ProtRepeatsDB: (a) A snapshot of the REGEXP search tool: regular expression search can be performed on different ProtRepeatsDB sections. (b) Consolidated graphical view for all the proteins with conserved polyQ in androgen receptors (see text for more details).

The comparative search section provides tools to compare repeats in multiple organisms using Boolean (AND or NOT) operators. For instance, by using 'AND' operator, one can find repeats common in different sets of organisms. Similarly, the "NOT" operator can be used to obtain a list of repeats which are mutually exclusive in user defined sets of organisms. Using the tools to search PROSITE repeats section, we investigated bacterial proteins with tetratricopeptide repeat (TPR), a structural repeat motif present in a wide range of proteins [34, 35] and believed to be involved in protein-protein interactions and assembly of multi protein complexes [36, 37]. We found that the TPR containing orthologs of Vibrio vulnificus CMCP6 [RefSeq:27367908], Vibrio parahaemolyticus [RefSeq:28901310] and V. vulnificus YJ016 [RefSeq:37676035] contain tandem glutamine repeats downstream from the TPR motifs. However, multiple alignments of the sequences revealed that the glutamine run is smaller in Vibrio cholerae [RefSeq:15600941] or interspersed, as in Vibrio augustum [RefSeq:90577283] and Shewanella oneidensis MR-1 [RefSeq:24374614]. Significance of the glutamine homo repeats in Vibrio proteins is not clear; however such glutamine repeats are known to induce formation of quasi-aggregates in the early stage of amyloid protein fibrillization [38] and inhibition of protein degradation [39] in various proteins associated with human neurodegenerative disease.

Overall analysis of homo repeat proteins in different proteomes was performed by dividing them into two groups of varying repeat sizes and frequency of occurrence. First group consists of proteins with smaller homo repeats of size less than ten, occurring one or more times in a protein sequence. Second group consists of proteins with longer homo repeats of size ten and greater, occurring more than once in a protein sequence. Table 1 summarizes the comparative distribution of homo repeat proteins in different proteomes in the two groups mentioned above. The table lists first five and first three proteomes, if ordered according to decreasing percentages of proteins in the first and second group, respectively. The second group list was restricted to first three organisms only, mainly because of the fact that there are not many proteins which contain extremely large as well as repeating homo repeats. For homo repeats of each of the amino acids, the corresponding number of protein sequences (brackets) as percentage of all the homo repeats in the organism is listed (square brackets). Table 1 brings out certain interesting facts, for example amino acid preference for homo repeats in different organisms. The asparagine homo repeats are most abundant in P. falciparum proteins. In P. falciparum proteome, we found that 1675 proteins contain asparagine homo repeats of size less than ten, and as many as 280 proteins P. falciparum proteins have asparagine repeats of size ten and above, occurring more than once. The proteins with asparagine repeats constitute around 31 percent of the total annotated proteins in the parasite. The abundance of asparagines repeats has been correlated with many prion-like domains in the parasite genome [40]. We also found that the proteins with lysine homo repeats also constitute a large percentage (47 percent) of homo repeat containing proteins in P. falciparum, which is 21 percent of all the annotated proteins in the genome. However, there are only two P. falciparum proteins with lysine homo repeats in the second group. The ProtRepeatsDB comparative tools also reveal that the number of glutamic acid homo repeat proteins is higher than those containing aspartic acid in all the eukaryotes, except P. falciparum.
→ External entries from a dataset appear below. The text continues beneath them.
impl<C: PlatformClient + 'static> BulkPricing<C> {
    /// A service for `client`'s storefront with a fresh tier cache
    pub fn new(client: Arc<C>, tables: &PricingTables, options: BulkPricingOptions) -> Self {
        let tables = tables.for_storefront(client.storefront());
        let cache = PricingCache::new(options.cache_ttl);
        Self {
            client,
            cache: Arc::new(cache),
            tables: Arc::new(tables),
            options: Arc::new(options),
        }
    }

    /// The storefront client
    pub fn client(&self) -> &C {
        &self.client
    }

    /// The tier cache
    pub fn cache(&self) -> &PricingCache {
        &self.cache
    }

    /// The pricing tables, specialized for the storefront
    pub fn tables(&self) -> &PricingTables {
        &self.tables
    }

    /// Check `request` against the storefront without touching the network.
    ///
    /// Codes are accepted in either alphabet and deduplicated, keeping the
    /// first occurrence. Territories the storefront does not sell into are
    /// set aside as skipped.
    fn validate(&self, request: &BulkPricingRequest) -> Result<Validated, ValidationError> {
        let storefront = self.client.storefront();

        if !(request.base_amount.is_finite() && request.base_amount > 0.0) {
            return Err(ValidationError::InvalidBaseAmount(request.base_amount));
        }
        if let PricingStrategy::Custom(multiplier) = request.strategy {
            if !(multiplier.is_finite() && multiplier > 0.0) {
                return Err(ValidationError::InvalidMultiplier(multiplier));
            }
        }
        if request.territories.is_empty() {
            return Err(ValidationError::NoTerritories);
        }

        let base = Territory::lookup(&request.base_territory)
            .map_err(|_| ValidationError::UnknownTerritory(request.base_territory.clone()))?;
        if !storefront.supports(base) {
            return Err(ValidationError::UnsupportedBaseTerritory(
                request.base_territory.clone(),
            ));
        }

        let mut requested = IndexSet::new();
        for code in &request.territories {
            let territory = Territory::lookup(code)
                .map_err(|_| ValidationError::UnknownTerritory(code.clone()))?;
            requested.insert(territory);
        }
        if !requested.contains(base) {
            return Err(ValidationError::MissingBaseTerritory(
                request.base_territory.clone(),
            ));
        }

        let (territories, unsupported): (Vec<_>, Vec<_>) = requested
            .into_iter()
            .partition(|territory| storefront.supports(territory));
        let skipped = unsupported
            .into_iter()
            .map(|territory| {
                SkippedTerritory::new(
                    storefront.territory_code(territory),
                    format!("not sold on the {storefront} storefront"),
                )
            })
            .collect();

        Ok(Validated {
            base,
            territories,
            skipped,
        })
    }

    /// Run a bulk pricing request to completion, reporting progress to `progress`.
    ///
    /// The steps are, in order: validation, calculation, resolution to the
    /// storefront's price points, deletion of superseded scheduled prices (if
    /// requested) and a single submission. Storefront calls of each remote
    /// step are paced by the matching [`BulkPricingOptions`] entry.
    ///
    /// `progress` is not terminated; that is left to the caller.
    pub async fn apply(
        &self,
        request: &BulkPricingRequest,
        progress: &ProgressWriter<BulkPricingSummary>,
        now: OffsetDateTime,
    ) -> Result<BulkPricingSummary, BulkPricingError> {
        let storefront = self.client.storefront();
        let Validated {
            base,
            territories,
            mut skipped,
        } = self.validate(request)?;
        let base_code = storefront.territory_code(base).to_owned();

        // calculation
        let total = territories.len();
        let mut calculated = Vec::with_capacity(total);
        for (index, (territory, result)) in
            calculate_prices(&request.quote(), territories, &self.tables)
                .into_iter()
                .enumerate()
        {
            match result {
                Ok(price) => calculated.push(price),
                Err(error) if std::ptr::eq(territory, base) => {
                    return Err(BulkPricingError::BaseTerritoryUnpriced {
                        territory: base_code,
                        reason: error.to_string(),
                    });
                }
                Err(error) => {
                    event!(Level::WARN, territory = territory.alpha2, %error, "cannot price territory");
                    skipped.push(SkippedTerritory::new(
                        storefront.territory_code(territory),
                        error.to_string(),
                    ));
                }
            }
            progress.progress(index + 1, total, Some(Phase::Calculating));
        }

        // resolution
        let resolved = if storefront.uses_price_tiers() {
            progress.progress(0, 0, Some(Phase::Resolving));
            let resolution = TierResolver::new(&*self.client, &self.cache, &self.options.resolve)
                .resolve(&request.product, &calculated, now, |completed, total| {
                    progress.progress(completed, total, Some(Phase::Resolving))
                })
                .await?;
            skipped.extend(resolution.skipped);
            resolution.resolved
        } else {
            self.amounts(calculated, &mut skipped)
        };

        if resolved.is_empty() {
            return Err(BulkPricingError::NothingResolved {
                skipped: skipped.len(),
            });
        }
        if !resolved
            .iter()
            .any(|r| std::ptr::eq(r.calculated.territory, base))
        {
            let reason = skipped
                .iter()
                .find(|s| s.territory == base_code)
                .map(|s| s.reason.clone())
                .unwrap_or_else(|| "no price could be resolved".to_owned());
            return Err(BulkPricingError::BaseTerritoryUnresolved {
                territory: base_code,
                reason,
            });
        }

        // deletion of superseded schedules
        let (deleted, deletions_skipped) = if request.replace_scheduled {
            self.delete_scheduled(&request.product, &resolved, progress, now)
                .await?
        } else {
            (0, 0)
        };

        // submission
        let prices: Vec<ResolvedPrice> = resolved
            .iter()
            .map(|r| ResolvedPrice {
                territory: r.calculated.territory,
                price: r.price.clone(),
                effective_date: request.effective_date,
            })
            .collect();
        progress.progress(0, 1, Some(Phase::Submitting));
        let client = &*self.client;
        let product = &request.product;
        let prices = &prices[..];
        let task = move || client.submit_prices(product, prices, base);
        execute_with_rate_limit(vec![task], &self.options.submit, |completed, total| {
            progress.progress(completed, total, Some(Phase::Submitting))
        })
        .await
        .map_err(|failure| BulkPricingError::aborted(Phase::Submitting, failure))?;

        event!(
            Level::INFO,
            product = %request.product,
            resolved = resolved.len(),
            skipped = skipped.len(),
            deleted,
            deletions_skipped,
            "prices submitted"
        );

        Ok(BulkPricingSummary {
            product: request.product.clone(),
            storefront,
            base_territory: base_code,
            resolved,
            skipped,
            deleted,
            deletions_skipped,
        })
    }

    /// For storefronts without tiers, every calculated price is submitted as is.
    fn amounts(
        &self,
        calculated: Vec<CalculatedPrice>,
        skipped: &mut Vec<SkippedTerritory>,
    ) -> Vec<ResolvedTerritory> {
        let storefront = self.client.storefront();
        calculated
            .into_iter()
            .filter_map(|price| match price.to_money() {
                Ok(money) => Some(ResolvedTerritory {
                    calculated: price,
                    price: PricePoint::Amount { price: money },
                }),
                Err(error) => {
                    skipped.push(SkippedTerritory::new(
                        storefront.territory_code(price.territory),
                        error.to_string(),
                    ));
                    None
                }
            })
            .collect()
    }

    /// Delete scheduled changes for the repriced territories that take effect today or later.
    ///
    /// Returns how many were deleted and how many the storefront refused
    /// because they were no longer in the future.
    async fn delete_scheduled(
        &self,
        product: &ProductRef,
        resolved: &[ResolvedTerritory],
        progress: &ProgressWriter<BulkPricingSummary>,
        now: OffsetDateTime,
    ) -> Result<(usize, usize), BulkPricingError> {
        let client = &*self.client;
        let options = &self.options.delete;

        progress.progress(0, 0, Some(Phase::Deleting));
        let list = move || client.list_scheduled_prices(product);
        let scheduled = execute_with_rate_limit(vec![list], options, |_, _| {})
            .await
            .map_err(|failure| BulkPricingError::aborted(Phase::Deleting, failure))?
            .pop()
            .unwrap_or_default();

        let today = now.date();
        let targets: Vec<_> = scheduled
            .iter()
            .filter(|s| s.effective_date >= today)
            .filter(|s| {
                resolved
                    .iter()
                    .any(|r| std::ptr::eq(r.calculated.territory, s.territory))
            })
            .collect();

        let tasks = targets
            .iter()
            .map(|&scheduled| {
                move || async move {
                    match client.delete_scheduled_price(product, scheduled).await {
                        Ok(()) => Ok(true),
                        Err(error) if error.is_conflict() => {
                            event!(
                                Level::INFO,
                                id = %scheduled.id,
                                territory = scheduled.territory.alpha2,
                                "scheduled price already in effect, leaving it"
                            );
                            Ok(false)
                        }
                        Err(error) => Err(error),
                    }
                }
            })
            .collect();
        let outcomes = execute_with_rate_limit(tasks, options, |completed, total| {
            progress.progress(completed, total, Some(Phase::Deleting))
        })
        .await
        .map_err(|failure| BulkPricingError::aborted(Phase::Deleting, failure))?;

        let deleted = outcomes.iter().filter(|d| **d).count();
        Ok((deleted, outcomes.len() - deleted))
    }

    /// Run `request` in the background, streaming its progress.
    ///
    /// The stream always ends with a single `done` event carrying the
    /// [`BulkPricingSummary`], or an `error` event carrying the partial
    /// progress of the phase that failed.
    pub fn stream(&self, request: BulkPricingRequest) -> ProgressStream<BulkPricingSummary> {
        let (mut writer, stream) = progress_channel();
        let service = self.clone();
        let run_id = Uuid::new_v4();
        let span = span!(Level::INFO, "bulk pricing", %run_id, product = %request.product);

        tokio::spawn(
            async move {
                event!(Level::INFO, territories = request.territories.len(), "starting");
                match service
                    .apply(&request, &writer, OffsetDateTime::now_utc())
                    .await
                {
                    Ok(summary) => writer.done(summary),
                    Err(error) => {
                        event!(Level::ERROR, %error, "bulk pricing failed");
                        let (completed, total) = error.progress().unzip();
                        writer.error(error.to_string(), completed, total);
                    }
                }
            }
            .instrument(span),
        );

        stream
    }
}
Table 1 Relative distribution of homo repeats (tandem or scattered) of size <10 (occurring one or more times) and ≥10 (occurring more than once). The figures within round brackets represent the number of homo repeat proteins of corresponding amino acid and organism. The figures within square brackets represent percentage of homo repeat proteins of corresponding amino acid and organism, to that of all the homo repeat proteins in the organism.

Glutamine homo repeat proteins are most abundant in D. melanogaster, accounted by 1582 proteins, which is 34 percent of all the homo repeat proteins in the genome. The polar glutamine repeats are primarily present in proteins that are involved in transcription-translational activities especially proteins interacting with DNA and other proteins. Proline homo repeats of size ten and greater are present in thirteen proteins of H. sapiens, ten A. thaliana proteins, and four M. musculus proteins. One class of such proteins includes formin-like proteins, common to the above three organisms, which are involved in processes such as morphogenesis, embryonic differentiation, cell polarity, and cytokinesis [41]. The proline-rich regions of formin-like proteins are believed to be involved in protein-protein interactions as exemplified by the crystal structure of the binding domain in formin binding protein (FBP11) with specific binding to PPLPp motifs in the formins [42].

The use of ProtRepeatsDB in comparative analysis of homo repeat proteins in related species is perhaps best illustrated by comparison of such repeats in H. sapiens, R. norvegicus and M. musculus. The most abundant homo repeat proteins in human, mouse and rat have repeats of glutamic acid, proline, leucine, alanine, glutamine, glycine, serine or lysine residues. Homo repeat proteins containing repeats of isoleucine, asparagine and valine are miniscule in H. sapiens and related species. Number of phenylalanine homo repeat proteins in M. musculus is relatively higher than those in rat and human proteomes. The percentage of cysteine, methionine and arginine homo repeat protein is almost same in all the three organisms. There is no tyrosine homo repeat protein in rat and mouse; however, there is one tyrosine homo repeat in a H. sapiens helicase protein. The mixed-lineage leukemia proteins of human, which are also trithorax homologs of Drosophila, have homo repeats of serine, glutamic acid, proline and glycine. A human and mouse ortholog of the protein has a serine run of forty two and thirty amino acid residues respectively, however the run is absent in the corresponding rat ortholog. The non trithorax homologs in human mixed-lineage leukemia proteins also lack serine runs.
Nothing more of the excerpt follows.